Predictive analytics helps media and entertainment companies make informed decisions about content production, advertising, and distribution.
For example, Nielsen's AI-powered predictive analytics model can forecast TV ratings for upcoming shows. The model analyzes historical data and social media trends to predict the success of a show before it airs.
Similarly, AI-powered predictive analytics can forecast box office revenues for upcoming movies, helping studios make decisions about distribution and marketing.
6. Predictive Analytics:
AI-powered virtual assistants and chatbots are also improving customer engagement and collecting data about user preferences and behavior.
Virtual assistants such as Apple's Siri and Amazon's Alexa use natural language processing to interact with users and perform tasks. Chatbots are AI-powered programs that can engage in conversations with users.
Media and entertainment companies are using virtual assistants and chatbots to provide personalized recommendations, answer customer inquiries, and provide customer support.
For example, the NBA uses Facebook Messenger chatbots to interact with fans, providing them with real-time updates, scores, and highlights.
AI has transformed the media and entertainment industry, from personalization of content to predictive analytics and virtual assistants.
AI-powered algorithms are being used to create personalized content recommendations, forecast performance metrics, and interact with customers. However, there are ethical considerations that need to be addressed, such as job displacement, bias, and privacy.
7. Subtitle generation:
International media publishing companies need to make their content fit for consumption by audiences belonging to multiple regions. To do so, they need to provide accurate multilingual subtitles for their video content. Manually writing subtitles for multiple shows and movies in dozens of languages may take hundreds or even thousands of hours for human translators.

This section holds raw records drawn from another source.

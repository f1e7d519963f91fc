//! Terminal prompting for record fields.

use meetmaster_core::FieldSource;
use std::io::{self, BufRead, Write};

/// Reads one trimmed line from stdin per prompt.
pub struct StdinFields;

impl FieldSource for StdinFields {
    fn ask(&mut self, prompt: &str) -> io::Result<String> {
        print!("{prompt}: ");
        io::stdout().flush()?;

        let mut line = String::new();
        if io::stdin().lock().read_line(&mut line)? == 0 {
            return Err(io::Error::new(
                io::ErrorKind::UnexpectedEof,
                format!("input closed before `{prompt}` was entered"),
            ));
        }
        Ok(line.trim().to_string())
    }
}
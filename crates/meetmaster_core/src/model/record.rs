//! Protocol record domain model.
//!
//! # Responsibility
//! - Define the canonical item recorded in a meeting protocol.
//! - Keep variant-specific fields inside a single tagged payload.
//!
//! # Invariants
//! - `kind()` is derived from `payload`, never stored separately.
//! - `title` is non-empty after trimming.
//! - `creation_date`/`creation_time` come from a `Clock` on construction, or
//!   verbatim from storage through `Record::restore`.

use super::clock::{stamp, Clock};
use serde::{Deserialize, Serialize};
use std::error::Error;
use std::fmt::{Display, Formatter};

/// Variant tag of a protocol record.
///
/// Tags are capitalized and matched case-sensitively.
#[derive(Debug, Clone, Copy, PartialEq, Eq, Hash, Serialize, Deserialize)]
pub enum RecordKind {
    /// Information note, attributed to whoever supplied it.
    Information,
    /// Decision with its outcome.
    Decision,
    /// Task with owner, priority and due date.
    Task,
}

impl RecordKind {
    pub const ALL: [RecordKind; 3] = [Self::Information, Self::Decision, Self::Task];

    /// Canonical tag written to the `kind` column.
    pub fn as_str(self) -> &'static str {
        match self {
            Self::Information => "Information",
            Self::Decision => "Decision",
            Self::Task => "Task",
        }
    }

    /// Parses a canonical tag. No case folding.
    pub fn parse(value: &str) -> Option<Self> {
        Self::ALL.into_iter().find(|kind| kind.as_str() == value)
    }
}

impl Display for RecordKind {
    fn fmt(&self, f: &mut Formatter<'_>) -> std::fmt::Result {
        f.write_str(self.as_str())
    }
}

/// Variant-specific part of a record.
#[derive(Debug, Clone, PartialEq, Eq, Serialize, Deserialize)]
#[serde(tag = "kind")]
pub enum RecordPayload {
    Information {
        given_by: String,
    },
    Decision {
        result: String,
    },
    Task {
        owner: String,
        priority: String,
        due: String,
    },
}

impl RecordPayload {
    pub fn kind(&self) -> RecordKind {
        match self {
            Self::Information { .. } => RecordKind::Information,
            Self::Decision { .. } => RecordKind::Decision,
            Self::Task { .. } => RecordKind::Task,
        }
    }
}

/// Validation failures for record construction.
#[derive(Debug, Clone, PartialEq, Eq)]
pub enum RecordValidationError {
    EmptyTitle,
}

impl Display for RecordValidationError {
    fn fmt(&self, f: &mut Formatter<'_>) -> std::fmt::Result {
        match self {
            Self::EmptyTitle => write!(f, "record title must not be empty"),
        }
    }
}

impl Error for RecordValidationError {}

/// One item of a meeting protocol.
///
/// Deserialization goes through `Record::restore`, so decoded records are
/// validated like constructed ones.
#[derive(Debug, Clone, PartialEq, Eq, Serialize, Deserialize)]
#[serde(try_from = "RecordFields")]
pub struct Record {
    /// `dd/mm/yyyy`, kept as text so stored values round-trip verbatim.
    pub creation_date: String,
    /// `HH:MM:SS`, same lifecycle as `creation_date`.
    pub creation_time: String,
    pub title: String,
    pub description: String,
    #[serde(flatten)]
    pub payload: RecordPayload,
}

/// Unvalidated wire shape of `Record`.
#[derive(Deserialize)]
struct RecordFields {
    creation_date: String,
    creation_time: String,
    title: String,
    description: String,
    #[serde(flatten)]
    payload: RecordPayload,
}

impl TryFrom<RecordFields> for Record {
    type Error = RecordValidationError;

    fn try_from(fields: RecordFields) -> Result<Self, Self::Error> {
        Self::restore(
            fields.creation_date,
            fields.creation_time,
            fields.title,
            fields.description,
            fields.payload,
        )
    }
}

impl Record {
    /// Creates a record stamped with the clock's current time.
    ///
    /// # Errors
    /// - `EmptyTitle` when `title` is blank.
    pub fn new(
        title: impl Into<String>,
        description: impl Into<String>,
        payload: RecordPayload,
        clock: &dyn Clock,
    ) -> Result<Self, RecordValidationError> {
        let (creation_date, creation_time) = stamp(clock.now());
        Self::restore(creation_date, creation_time, title, description, payload)
    }

    /// Rebuilds a record with stamps read back from storage.
    ///
    /// Stamps are taken verbatim and not re-parsed.
    pub fn restore(
        creation_date: impl Into<String>,
        creation_time: impl Into<String>,
        title: impl Into<String>,
        description: impl Into<String>,
        payload: RecordPayload,
    ) -> Result<Self, RecordValidationError> {
        let record = Self {
            creation_date: creation_date.into(),
            creation_time: creation_time.into(),
            title: title.into(),
            description: description.into(),
            payload,
        };
        record.validate()?;
        Ok(record)
    }

    pub fn information(
        title: impl Into<String>,
        description: impl Into<String>,
        given_by: impl Into<String>,
        clock: &dyn Clock,
    ) -> Result<Self, RecordValidationError> {
        let payload = RecordPayload::Information {
            given_by: given_by.into(),
        };
        Self::new(title, description, payload, clock)
    }

    pub fn decision(
        title: impl Into<String>,
        description: impl Into<String>,
        result: impl Into<String>,
        clock: &dyn Clock,
    ) -> Result<Self, RecordValidationError> {
        let payload = RecordPayload::Decision {
            result: result.into(),
        };
        Self::new(title, description, payload, clock)
    }

    pub fn task(
        title: impl Into<String>,
        description: impl Into<String>,
        owner: impl Into<String>,
        priority: impl Into<String>,
        due: impl Into<String>,
        clock: &dyn Clock,
    ) -> Result<Self, RecordValidationError> {
        let payload = RecordPayload::Task {
            owner: owner.into(),
            priority: priority.into(),
            due: due.into(),
        };
        Self::new(title, description, payload, clock)
    }

    pub fn kind(&self) -> RecordKind {
        self.payload.kind()
    }

    /// Checks record-level invariants.
    pub fn validate(&self) -> Result<(), RecordValidationError> {
        if self.title.trim().is_empty() {
            return Err(RecordValidationError::EmptyTitle);
        }
        Ok(())
    }
}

Besides, it may also be difficult to find the right human resources to translate content for certain languages. Additionally, human translation can also be prone to errors. To overcome these challenges, media companies are leveraging AI-based technologies like natural language processing and natural language generation. For example, YouTube’s AI allows its publishers to automatically generate closed captions for videos uploaded on the platform, making their content easily accessible.
To sum it up...
As competition and the need for efficiency continue to rise in the industry, the role of AI in entertainment is only expected to grow in the coming years. By exploring and experimenting with the above and other AI use cases, media and entertainment companies are maximizing their business performance by enhancing the user experience and entertainment value delivered by them with greater efficiency.